Tenho um filho de 18 anos que deu muito trabalho. Muito mesmo, especialmente com saúde. Ele tinha 30 dias de vida na primeira vez que precisamos levá-lo num pronto-atendimento médico. Perdi a conta de quantas vezes isso aconteceu ao longo da vida, até meados do ano passado. Corríamos por causa das crises de bronquite asmática, dos problemas causados pela catarata congênita e por conta dos resultados e sequelas da depressão.

Chorei sozinha e acompanhada uma infinidade de vezes por me achar a pior mãe do mundo.

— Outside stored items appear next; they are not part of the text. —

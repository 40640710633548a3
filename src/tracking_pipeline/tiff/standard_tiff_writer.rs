use std::io::{Cursor, Write};

use image::{GrayImage, RgbImage};
use tiff::encoder::{Compression, TiffEncoder, colortype, compression::DeflateLevel};
use tracing::debug;

use crate::tracking_pipeline::common::error::{Result, TrackerError};
use crate::tracking_pipeline::tiff::types::TiffCompression;
use crate::tracking_pipeline::tiff::writer::TiffWriter;

#[derive(Debug, Clone, Copy, Default)]
pub struct StandardTiffWriter {
    pub compression: TiffCompression,
}

impl StandardTiffWriter {
    pub fn new(compression: TiffCompression) -> Self {
        Self { compression }
    }

    fn encoder<'a>(&self, buffer: &'a mut Vec<u8>) -> Result<TiffEncoder<Cursor<&'a mut Vec<u8>>>> {
        let compression = match self.compression {
            TiffCompression::None => Compression::Uncompressed,
            TiffCompression::Lzw => Compression::Lzw,
            TiffCompression::DeflateFast => Compression::Deflate(DeflateLevel::Fast),
            TiffCompression::DeflateBalanced => Compression::Deflate(DeflateLevel::Balanced),
            TiffCompression::DeflateBest => Compression::Deflate(DeflateLevel::Best),
        };

        Ok(TiffEncoder::new(Cursor::new(buffer))
            .map_err(|e| TrackerError::EncodeError(e.to_string()))?
            .with_compression(compression))
    }
}

impl TiffWriter for StandardTiffWriter {
    fn write_gray(&self, image: &GrayImage, output: &mut dyn Write) -> Result<()> {
        debug!("Encoding grayscale TIFF: {}x{}", image.width(), image.height());

        let mut buffer = Vec::new();
        self.encoder(&mut buffer)?
            .write_image::<colortype::Gray8>(image.width(), image.height(), image.as_raw())
            .map_err(|e| TrackerError::EncodeError(e.to_string()))?;

        output.write_all(&buffer)?;
        Ok(())
    }

    fn write_rgb(&self, image: &RgbImage, output: &mut dyn Write) -> Result<()> {
        debug!("Encoding RGB TIFF: {}x{}", image.width(), image.height());

        let mut buffer = Vec::new();
        self.encoder(&mut buffer)?
            .write_image::<colortype::RGB8>(image.width(), image.height(), image.as_raw())
            .map_err(|e| TrackerError::EncodeError(e.to_string()))?;

        output.write_all(&buffer)?;
        Ok(())
    }
}
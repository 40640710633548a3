use thiserror::Error;

use crate::tracking_pipeline::source::types::SourceKind;

/// Native status code reported by the sensor layer.
pub type NativeCode = i32;

#[derive(Error, Debug)]
pub enum TrackerError {
    #[error("Sensor unavailable: {0}")]
    SourceUnavailable(String),

    #[error("Sensor failure during {operation}: native code {code}")]
    SourceError {
        operation: &'static str,
        code: NativeCode,
    },

    #[error("No frame arrived within {timeout_ms}ms")]
    Timeout { timeout_ms: u64 },

    #[error("Multi-frame carried no {kind} sub-frame")]
    NoFrame { kind: SourceKind },

    #[error("{kind} buffer holds {actual} samples, expected {expected}")]
    SizeMismatch {
        kind: SourceKind,
        expected: usize,
        actual: usize,
    },

    #[error("Background baseline requested before one was captured")]
    MissingBaseline,

    #[error("Invalid configuration: {0}")]
    InvalidConfig(String),

    #[error("Invalid image dimensions: width={0}, height={1}")]
    InvalidDimensions(usize, usize),

    #[error("Failed to read input file: {0}")]
    InputReadError(String),

    #[error("Failed to write output file: {0}")]
    OutputWriteError(String),

    #[error("Failed to decode TIFF image: {0}")]
    DecodeError(String),

    #[error("Failed to encode TIFF image: {0}")]
    EncodeError(String),

    #[error("IO error: {0}")]
    IoError(#[from] std::io::Error),
}

impl TrackerError {
    /// Only a missing sub-frame is survivable; the loop skips the iteration.
    pub fn is_recoverable(&self) -> bool {
        matches!(self, TrackerError::NoFrame { .. })
    }
}

pub type Result<T> = std::result::Result<T, TrackerError>;
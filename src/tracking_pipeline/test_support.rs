//! Scripted sensor and simulated clock shared by the unit tests.

use std::cell::Cell;
use std::collections::VecDeque;
use std::rc::Rc;
use std::time::Duration;

use crate::tracking_pipeline::common::error::NativeCode;
use crate::tracking_pipeline::source::{Clock, MultiFrame, Sensor, SensorPoll, SourceKind};

#[derive(Debug, Clone, Default)]
pub struct FakeFrame {
    pub color: Option<Vec<u8>>,
    pub depth: Option<Vec<u16>>,
}

impl FakeFrame {
    pub fn depth(samples: Vec<u16>) -> Self {
        Self {
            color: None,
            depth: Some(samples),
        }
    }

    pub fn color(bytes: Vec<u8>) -> Self {
        Self {
            color: Some(bytes),
            depth: None,
        }
    }

    /// Depth frame with every sample set to `value`.
    pub fn flat_depth(value: u16) -> Self {
        Self::depth(vec![value; SourceKind::Depth.buffer_len()])
    }
}

impl MultiFrame for FakeFrame {
    fn color_buffer(&self) -> Option<&[u8]> {
        self.color.as_deref()
    }

    fn depth_buffer(&self) -> Option<&[u16]> {
        self.depth.as_deref()
    }
}

pub enum Step {
    Frame(FakeFrame),
    Pending,
    Failed(NativeCode),
}

/// Replays a fixed script of polls, then reports `Pending` forever.
pub struct ScriptedSensor {
    script: VecDeque<Step>,
    polls: Rc<Cell<usize>>,
}

impl ScriptedSensor {
    pub fn new(script: Vec<Step>) -> Self {
        Self {
            script: script.into(),
            polls: Rc::new(Cell::new(0)),
        }
    }

    pub fn frames(frames: Vec<FakeFrame>) -> Self {
        Self::new(frames.into_iter().map(Step::Frame).collect())
    }

    pub fn poll_counter(&self) -> Rc<Cell<usize>> {
        self.polls.clone()
    }
}

impl Sensor for ScriptedSensor {
    type Frame = FakeFrame;

    fn acquire_latest(&mut self) -> SensorPoll<FakeFrame> {
        self.polls.set(self.polls.get() + 1);
        match self.script.pop_front() {
            Some(Step::Frame(frame)) => SensorPoll::Frame(frame),
            Some(Step::Failed(code)) => SensorPoll::Failed(code),
            Some(Step::Pending) | None => SensorPoll::Pending,
        }
    }
}

/// Simulated time: only advances when slept on, or by `tick` per `now()` read.
#[derive(Clone)]
pub struct ManualClock {
    now: Rc<Cell<Duration>>,
    tick: Duration,
}

impl ManualClock {
    pub fn new() -> Self {
        Self::ticking(Duration::ZERO)
    }

    pub fn ticking(tick: Duration) -> Self {
        Self {
            now: Rc::new(Cell::new(Duration::ZERO)),
            tick,
        }
    }

    pub fn advance(&self, by: Duration) {
        self.now.set(self.now.get() + by);
    }
}

impl Clock for ManualClock {
    fn now(&self) -> Duration {
        let now = self.now.get();
        self.now.set(now + self.tick);
        now
    }

    fn sleep(&self, duration: Duration) {
        self.advance(duration);
    }
}
use std::io::{self, BufRead, Write};
use std::path::PathBuf;
use std::process::ExitCode;
use std::sync::Arc;
use std::sync::atomic::{AtomicBool, Ordering};
use std::time::Duration;

use anyhow::{Context, Result};
use clap::Parser;
use tracing::{error, info};

use mouse_tracker_rs::logger;
use mouse_tracker_rs::tracking_pipeline::TrackerError;
use mouse_tracker_rs::tracking_pipeline::background::TiffBaselineStore;
use mouse_tracker_rs::tracking_pipeline::preprocess::DepthWindow;
use mouse_tracker_rs::tracking_pipeline::session::{
    CsvSampleSink, FrameLog, FrameSink, NullFrameSink, SilentFrameLog, TiffFrameSink,
    TracingFrameLog, TrackerConfig, TrackingPipeline,
};
use mouse_tracker_rs::tracking_pipeline::source::{RecordingSensor, SourceKind, SystemClock};
use mouse_tracker_rs::tracking_pipeline::tiff::TiffCompression;

/// Track a mouse in an arena from depth or color sensor frames
#[derive(Parser, Debug)]
#[command(author, version, about, long_about = None)]
struct Args {
    /// Directory of recorded sensor dumps to replay
    #[arg(long, value_name = "DIR")]
    recording: PathBuf,

    /// Track in the color stream instead of depth
    #[arg(short, long)]
    color: bool,

    /// Emit grayscale frames only, without background subtraction or tracking
    #[arg(short, long)]
    raw: bool,

    /// Box blur kernel size (odd)
    #[arg(short, long, default_value_t = 15)]
    blur: u32,

    /// Foreground threshold on the background difference
    #[arg(short = 's', long, default_value_t = 30)]
    threshold: u8,

    /// Minimum blob radius in pixels
    #[arg(short, long, default_value_t = 6.0)]
    minimum: f32,

    /// Wait for Enter before streaming
    #[arg(short, long)]
    trigger: bool,

    /// Replace existing output files
    #[arg(short = 'w', long)]
    overwrite: bool,

    /// Sample log (CSV)
    #[arg(short, long, default_value = "data.csv")]
    datafile: PathBuf,

    /// Background baseline, loaded if present and written otherwise
    #[arg(long, default_value = "background.tiff")]
    background: PathBuf,

    /// Dump every emitted frame as a numbered TIFF into this directory
    #[arg(long, value_name = "DIR")]
    frames_dir: Option<PathBuf>,

    /// Give up when no frame arrives within this many milliseconds
    #[arg(long, default_value_t = 5000)]
    timeout_ms: u64,

    /// Pause between sensor polls in milliseconds
    #[arg(long, default_value_t = 1)]
    poll_interval_ms: u64,

    /// Nearest depth (mm) mapped to intensity 0
    #[arg(long, default_value_t = 650)]
    range_min: u16,

    /// Width of the depth window in mm (at most 256)
    #[arg(long, default_value_t = 135)]
    range_delta: u16,

    /// Process the whole sensor frame instead of the arena region
    #[arg(long)]
    full_frame: bool,

    /// Restart the recording when it runs out
    #[arg(long)]
    loop_recording: bool,

    /// Per-frame logging
    #[arg(short, long)]
    verbose: bool,
}

fn main() -> ExitCode {
    let args = Args::parse();
    logger::init(args.verbose);

    info!("Starting mouse-tracker...");

    match run(&args) {
        Ok(()) => ExitCode::SUCCESS,
        Err(e) => {
            error!("{:#}", e);
            ExitCode::FAILURE
        }
    }
}

fn run(args: &Args) -> Result<()> {
    let config = tracker_config(args);

    let sensor = RecordingSensor::open(&args.recording, args.loop_recording)
        .with_context(|| format!("Failed to open recording {}", args.recording.display()))?;
    info!(frames = sensor.len(), source = %config.source, "Recording opened");

    if args.verbose {
        run_session(args, sensor, config, TracingFrameLog)
    } else {
        run_session(args, sensor, config, SilentFrameLog)
    }
}

fn run_session<L: FrameLog>(
    args: &Args,
    sensor: RecordingSensor,
    config: TrackerConfig,
    log: L,
) -> Result<()> {
    let mut pipeline = TrackingPipeline::with_custom(sensor, SystemClock::new(), log, config)
        .context("Invalid tracker configuration")?;

    let mut samples = CsvSampleSink::create(&args.datafile, args.overwrite)
        .with_context(|| format!("Failed to create sample log {}", args.datafile.display()))?;
    let mut frames: Box<dyn FrameSink> = match &args.frames_dir {
        Some(dir) => Box::new(
            TiffFrameSink::create(dir, TiffCompression::Lzw, args.overwrite)
                .with_context(|| format!("Failed to prepare frame directory {}", dir.display()))?,
        ),
        None => Box::new(NullFrameSink),
    };

    let store = TiffBaselineStore::new(&args.background);
    let origin = pipeline
        .establish_baseline(&store, || {
            wait_for_enter("Clear the arena, then press Enter to capture the background")
        })
        .context("Failed to establish the background baseline")?;
    info!(?origin, path = %store.path().display(), "Background ready");

    if args.trigger {
        wait_for_enter("Press Enter to start tracking")?;
    }

    // Installed only once streaming starts, so Ctrl-C at a prompt still ends the process.
    let cancel = install_cancel_handler()?;
    let summary = pipeline
        .run(&mut samples, frames.as_mut(), &cancel)
        .context("Tracking session aborted")?;

    info!(
        processed = summary.frames_processed,
        skipped = summary.frames_skipped,
        mean_frame_time = ?summary.mean_frame_time(),
        "Session finished"
    );
    Ok(())
}

fn install_cancel_handler() -> Result<Arc<AtomicBool>> {
    let cancel = Arc::new(AtomicBool::new(false));
    let handler_flag = Arc::clone(&cancel);
    ctrlc::set_handler(move || handler_flag.store(true, Ordering::SeqCst))
        .context("Failed to install the Ctrl-C handler")?;
    Ok(cancel)
}

fn tracker_config(args: &Args) -> TrackerConfig {
    let source = if args.color {
        SourceKind::Color
    } else {
        SourceKind::Depth
    };

    let mut builder = TrackerConfig::builder()
        .source(source)
        .raw_mode(args.raw)
        .blur_size(args.blur)
        .threshold(args.threshold)
        .minimum_radius(args.minimum)
        .acquire_timeout(Duration::from_millis(args.timeout_ms))
        .poll_interval(Duration::from_millis(args.poll_interval_ms))
        .depth_window(DepthWindow::new(args.range_min, args.range_delta));
    if args.full_frame {
        builder = builder.crop(None);
    }
    builder.build()
}

fn wait_for_enter(prompt: &str) -> mouse_tracker_rs::tracking_pipeline::Result<()> {
    println!("{}", prompt);
    io::stdout().flush()?;

    let mut line = String::new();
    if io::stdin().lock().read_line(&mut line)? == 0 {
        return Err(TrackerError::InputReadError(
            "stdin closed before Enter was pressed".to_string(),
        ));
    }
    Ok(())
}
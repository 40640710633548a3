//! Bounded-timeout acquisition on top of a polling [`Sensor`].
//!
//! The sensor's latest-frame API is non-blocking and reports "nothing yet" as a
//! transient condition. `FrameSource` turns it into a blocking call with a wall-clock
//! deadline, sleeping for `poll_interval` between polls, and copies sub-frames out of
//! sensor-owned memory into stable [`RawFrame`]s.

use std::time::Duration;

use tracing::{debug, trace, warn};

use crate::tracking_pipeline::common::error::{NativeCode, Result, TrackerError};
use crate::tracking_pipeline::source::clock::Clock;
use crate::tracking_pipeline::source::sensor::{MultiFrame, Sensor, SensorPoll};
use crate::tracking_pipeline::source::types::{RawFrame, SourceKind};

#[derive(Debug, Clone, Copy, PartialEq, Eq)]
pub enum SourceState {
    Idle,
    Acquiring,
    Ready,
    TimedOut,
    /// Terminal; every later `acquire` reports the same code.
    Failed(NativeCode),
}

/// A multi-frame that has arrived but not yet been read. Consumed by extraction.
#[derive(Debug)]
pub struct FrameHandle<F> {
    frame: F,
}

#[derive(Debug)]
pub enum Acquisition<F> {
    Ready(FrameHandle<F>),
    TimedOut,
}

pub struct FrameSource<S: Sensor, C: Clock> {
    sensor: S,
    clock: C,
    poll_interval: Duration,
    state: SourceState,
}

impl<S: Sensor, C: Clock> FrameSource<S, C> {
    pub fn new(sensor: S, clock: C, poll_interval: Duration) -> Self {
        Self {
            sensor,
            clock,
            poll_interval,
            state: SourceState::Idle,
        }
    }

    pub fn state(&self) -> SourceState {
        self.state
    }

    pub fn clock(&self) -> &C {
        &self.clock
    }

    /// Blocks until the sensor delivers a multi-frame or `timeout` elapses.
    ///
    /// A timeout is reported as [`Acquisition::TimedOut`], not as an error; the caller
    /// decides whether that ends the session.
    pub fn acquire(&mut self, timeout: Duration) -> Result<Acquisition<S::Frame>> {
        if let SourceState::Failed(code) = self.state {
            return Err(TrackerError::SourceError {
                operation: "acquire_latest",
                code,
            });
        }

        self.state = SourceState::Acquiring;
        let deadline = self.clock.now() + timeout;
        let mut polls: u64 = 0;

        loop {
            polls += 1;
            match self.sensor.acquire_latest() {
                SensorPoll::Frame(frame) => {
                    trace!(polls, "multi-frame acquired");
                    self.state = SourceState::Ready;
                    return Ok(Acquisition::Ready(FrameHandle { frame }));
                }
                SensorPoll::Pending => {}
                SensorPoll::Failed(code) => {
                    warn!(code, "sensor reported a failure while acquiring");
                    self.state = SourceState::Failed(code);
                    return Err(TrackerError::SourceError {
                        operation: "acquire_latest",
                        code,
                    });
                }
            }

            if self.clock.now() >= deadline {
                debug!(polls, timeout_ms = timeout.as_millis() as u64, "acquisition timed out");
                self.state = SourceState::TimedOut;
                return Ok(Acquisition::TimedOut);
            }
            self.clock.sleep(self.poll_interval);
        }
    }

    pub fn extract(&mut self, handle: FrameHandle<S::Frame>, kind: SourceKind) -> Result<RawFrame> {
        match kind {
            SourceKind::Color => self.extract_color(handle),
            SourceKind::Depth => self.extract_depth(handle),
        }
    }

    pub fn extract_color(&mut self, handle: FrameHandle<S::Frame>) -> Result<RawFrame> {
        self.state = SourceState::Idle;
        let buf = handle
            .frame
            .color_buffer()
            .ok_or(TrackerError::NoFrame { kind: SourceKind::Color })?;
        RawFrame::color(buf.to_vec())
    }

    pub fn extract_depth(&mut self, handle: FrameHandle<S::Frame>) -> Result<RawFrame> {
        self.state = SourceState::Idle;
        let buf = handle
            .frame
            .depth_buffer()
            .ok_or(TrackerError::NoFrame { kind: SourceKind::Depth })?;
        RawFrame::depth(buf.to_vec())
    }

    /// Drops an acquired multi-frame without reading it.
    pub fn discard(&mut self, handle: FrameHandle<S::Frame>) {
        drop(handle);
        self.state = SourceState::Idle;
    }
}
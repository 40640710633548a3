use std::path::{Path, PathBuf};

use image::GrayImage;
use tracing::{info, instrument};

use crate::tracking_pipeline::background::store::BaselineStore;
use crate::tracking_pipeline::common::error::{Result, TrackerError};
use crate::tracking_pipeline::tiff::{StandardTiffWriter, TiffCompression, TiffWriter, read_gray_tiff};

/// Keeps the baseline as an 8-bit grayscale TIFF side file.
pub struct TiffBaselineStore {
    path: PathBuf,
    writer: StandardTiffWriter,
}

impl TiffBaselineStore {
    pub fn new<P: AsRef<Path>>(path: P) -> Self {
        Self {
            path: path.as_ref().to_path_buf(),
            writer: StandardTiffWriter::new(TiffCompression::Lzw),
        }
    }

    pub fn path(&self) -> &Path {
        &self.path
    }
}

impl BaselineStore for TiffBaselineStore {
    #[instrument(skip(self), fields(path = %self.path.display()))]
    fn load(&self) -> Result<Option<GrayImage>> {
        if !self.path.exists() {
            return Ok(None);
        }

        let data = std::fs::read(&self.path).map_err(|e| {
            TrackerError::InputReadError(format!("{}: {}", self.path.display(), e))
        })?;
        let baseline = read_gray_tiff(&data)?;

        info!(
            width = baseline.width(),
            height = baseline.height(),
            "Loaded background baseline"
        );
        Ok(Some(baseline))
    }

    #[instrument(skip(self, baseline), fields(path = %self.path.display()))]
    fn save(&self, baseline: &GrayImage) -> Result<()> {
        let mut file = std::fs::File::create(&self.path).map_err(|e| {
            TrackerError::OutputWriteError(format!("{}: {}", self.path.display(), e))
        })?;
        self.writer.write_gray(baseline, &mut file)?;

        info!("Saved background baseline");
        Ok(())
    }
}
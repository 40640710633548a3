/// Depth values inside `[range_min, range_min + range_delta)` map to
/// `depth - range_min`; everything else maps to 0.
#[derive(Debug, Clone, Copy, PartialEq, Eq)]
pub struct DepthWindow {
    pub range_min: u16,
    pub range_delta: u16,
}

impl DepthWindow {
    /// Widest window that still fits an 8-bit intensity.
    pub const MAX_DELTA: u16 = 256;

    pub fn new(range_min: u16, range_delta: u16) -> Self {
        Self {
            range_min,
            range_delta,
        }
    }

    pub fn intensity(&self, depth: u16) -> u8 {
        let offset = depth.wrapping_sub(self.range_min);
        if depth >= self.range_min && offset < self.range_delta {
            offset as u8
        } else {
            0
        }
    }
}

impl Default for DepthWindow {
    fn default() -> Self {
        Self {
            range_min: 650,
            range_delta: 135,
        }
    }
}

/// Axis-aligned region of interest in sensor pixel coordinates.
#[derive(Debug, Clone, Copy, PartialEq, Eq)]
pub struct Region {
    pub x: u32,
    pub y: u32,
    pub width: u32,
    pub height: u32,
}

impl Region {
    pub fn new(x: u32, y: u32, width: u32, height: u32) -> Self {
        Self {
            x,
            y,
            width,
            height,
        }
    }

    /// Region spanning the corners `(x0, y0)` (inclusive) to `(x1, y1)` (exclusive).
    pub fn from_corners(x0: u32, y0: u32, x1: u32, y1: u32) -> Self {
        Self::new(x0, y0, x1.saturating_sub(x0), y1.saturating_sub(y0))
    }

    pub fn fits_within(&self, width: u32, height: u32) -> bool {
        self.width > 0
            && self.height > 0
            && self.x.checked_add(self.width).is_some_and(|right| right <= width)
            && self.y.checked_add(self.height).is_some_and(|bottom| bottom <= height)
    }
}

#[cfg(test)]
mod tests {
    use super::*;

    #[test]
    fn test_window_edges() {
        let window = DepthWindow::new(600, 255);
        assert_eq!(window.intensity(599), 0);
        assert_eq!(window.intensity(600), 0);
        assert_eq!(window.intensity(601), 1);
        assert_eq!(window.intensity(854), 254);
        assert_eq!(window.intensity(855), 0);
        assert_eq!(window.intensity(0), 0);
        assert_eq!(window.intensity(u16::MAX), 0);
    }

    #[test]
    fn test_full_width_window_reaches_255() {
        let window = DepthWindow::new(1000, DepthWindow::MAX_DELTA);
        assert_eq!(window.intensity(1255), 255);
        assert_eq!(window.intensity(1256), 0);
    }

    #[test]
    fn test_region_bounds() {
        let region = Region::from_corners(45, 40, 475, 250);
        assert_eq!(region, Region::new(45, 40, 430, 210));
        assert!(region.fits_within(512, 424));
        assert!(!Region::new(500, 0, 20, 10).fits_within(512, 424));
        assert!(!Region::new(0, 0, 0, 10).fits_within(512, 424));
    }
}
use image::GrayImage;

use crate::tracking_pipeline::common::error::Result;

/// Persistence for the background baseline, so a session can skip recapture.
pub trait BaselineStore {
    /// `Ok(None)` when nothing has been persisted yet.
    fn load(&self) -> Result<Option<GrayImage>>;
    fn save(&self, baseline: &GrayImage) -> Result<()>;
}
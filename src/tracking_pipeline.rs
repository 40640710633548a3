//! Mouse tracking pipeline
//!
//! Separate modules for frame acquisition, preprocessing, background modelling, blob
//! tracking and TIFF persistence, tied together by the session loop.

pub mod background;
pub mod common;
pub mod preprocess;
pub mod session;
pub mod source;
pub mod tiff;
pub mod tracker;

#[cfg(test)]
pub(crate) mod test_support;

pub use common::{Result, TrackerError};

pub use source::{FrameSource, RawFrame, RecordingSensor, Sensor, SourceKind, SystemClock};

pub use preprocess::{DepthWindow, Region, foreground_mask, to_grayscale};

pub use background::{BackgroundModel, BaselineStore, TiffBaselineStore};

pub use tracker::{Location, Position, TrackState, locate};

pub use tiff::{StandardTiffWriter, TiffCompression, TiffWriter};

pub use session::{
    CsvSampleSink, FrameSink, NullFrameSink, PositionSample, SampleSink, TiffFrameSink,
    TrackerConfig, TrackingPipeline,
};
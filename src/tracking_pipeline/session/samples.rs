use std::fs::File;
use std::io::Write;
use std::path::Path;

use tracing::debug;

use crate::tracking_pipeline::common::error::{Result, TrackerError};

/// One tracked position, stamped with milliseconds since the session started.
#[derive(Debug, Clone, Copy, PartialEq, Eq)]
pub struct PositionSample {
    pub timestamp_ms: u64,
    pub x: u32,
    pub y: u32,
}

impl PositionSample {
    /// Every non-raw session log opens with this row.
    pub const ORIGIN: PositionSample = PositionSample {
        timestamp_ms: 0,
        x: 0,
        y: 0,
    };
}

pub trait SampleSink {
    fn record(&mut self, sample: &PositionSample) -> Result<()>;
    fn flush(&mut self) -> Result<()>;
}

pub const SAMPLE_HEADER: [&str; 3] = ["t (ms)", "x (px)", "y (px)"];

fn csv_error(e: csv::Error) -> TrackerError {
    TrackerError::OutputWriteError(e.to_string())
}

/// Sample log as CSV. The header row is written on creation.
pub struct CsvSampleSink<W: Write> {
    writer: csv::Writer<W>,
}

impl<W: Write> CsvSampleSink<W> {
    pub fn new(output: W) -> Result<Self> {
        let mut writer = csv::Writer::from_writer(output);
        writer.write_record(SAMPLE_HEADER).map_err(csv_error)?;
        Ok(Self { writer })
    }

    pub fn into_inner(self) -> Result<W> {
        self.writer
            .into_inner()
            .map_err(|e| TrackerError::OutputWriteError(e.to_string()))
    }
}

impl CsvSampleSink<File> {
    /// Creates the log file, refusing to replace an existing one unless `overwrite`.
    pub fn create<P: AsRef<Path>>(path: P, overwrite: bool) -> Result<Self> {
        let path = path.as_ref();
        if !overwrite && path.exists() {
            return Err(TrackerError::OutputWriteError(format!(
                "{}: already exists",
                path.display()
            )));
        }

        let file = File::create(path)
            .map_err(|e| TrackerError::OutputWriteError(format!("{}: {}", path.display(), e)))?;
        debug!(path = %path.display(), "Sample log created");
        Self::new(file)
    }
}

impl<W: Write> SampleSink for CsvSampleSink<W> {
    fn record(&mut self, sample: &PositionSample) -> Result<()> {
        self.writer
            .write_record([
                sample.timestamp_ms.to_string(),
                sample.x.to_string(),
                sample.y.to_string(),
            ])
            .map_err(csv_error)
    }

    fn flush(&mut self) -> Result<()> {
        self.writer.flush()?;
        Ok(())
    }
}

As culpas da maternidade chegaram a me roubar o brilho dos olhos, os dias, trabalhos… a culpa me fez rastejar. E então hoje olho para aquele ser que me fez mestre me maternidade e vibro com o homem que está se tornando.

Meu menino hoje é um homem responsável, feliz, trabalhador e que paga suas próprias contas. Ele ama e é amado, além de ser absurdamente admirado por onde passa por sua beleza e, em especial, por sua inteligência e caráter.

Quero ter com as meninas a mesma oportunidade que tive com ele. Criá-las até quando puderem caminhar com as próprias pernas. Olhar para cada uma das minhas gêmeas e admirar a história de vida que construirão.

Já faz alguns anos que quebrei as correntes que me amarravam à culpabilidade que acompanha a maternidade. Claro que depois de arrebentá-las, algumas vezes as peguei nas mãos, mas não voltei a prendê-las em mim.

Na pré-morte a gente pensa muita coisa. Pensei que meus pais seriam as melhores pessoas para cumprir esse papel. Não teria alguém que eu confiaria mais do que eles, afinal, sou o que sou e amo o que sou muito por conta deles. Acontece que meus pais já têm idade para viver dias de paz e não acho que seria adequado dar-lhes a responsabilidade de criar adolescentes tudo de novo. Assim, analisei outras possibilidades familiares…

Foi quando pensei nos meus cunhados, que têm filhos jovens e ainda muita saúde pela frente. Acontece que seria difícil para minhas filhas serem criadas por eles, uma vez que algumas limitações delas atrapalham o relacionamento. Assim, sobrou para meu irmão mais novo, que já tem quatro filhos. Quem cria quatro, cria seis, né, não? Como meus sobrinhos têm idade próximas das primas, seria muito mais fácil para elas viver nesse lar amontoado de gente e amor.

Contudo, no meu delírio, ainda achava que nada daquilo era o ideal para elas caso fizéssemos a passagem, Foi quando, nesta noite insone, cheguei a conclusão de quem seria a melhor pessoa para criar as minhas gêmeas e então senti tranquilidade no coração.

Meu filho de 18 anos, aquele que sempre me encheu de orgulho e que também me fez acreditar no fiasco de mãe que eu era, seria a melhor pessoa para criar minhas filhas. Tenho absoluta certeza de que ele, que dá a vida por elas, as amaria como as amo; as educaria como os eduquei e ainda teria o apoio e orientação dos meus cunhados, irmãos e pais para isso.

Foi quando o medo de morrer deu lugar a paz e pude, finalmente, concentrar meus pensamentos e sentimentos na recuperação. Então ficou tudo bem.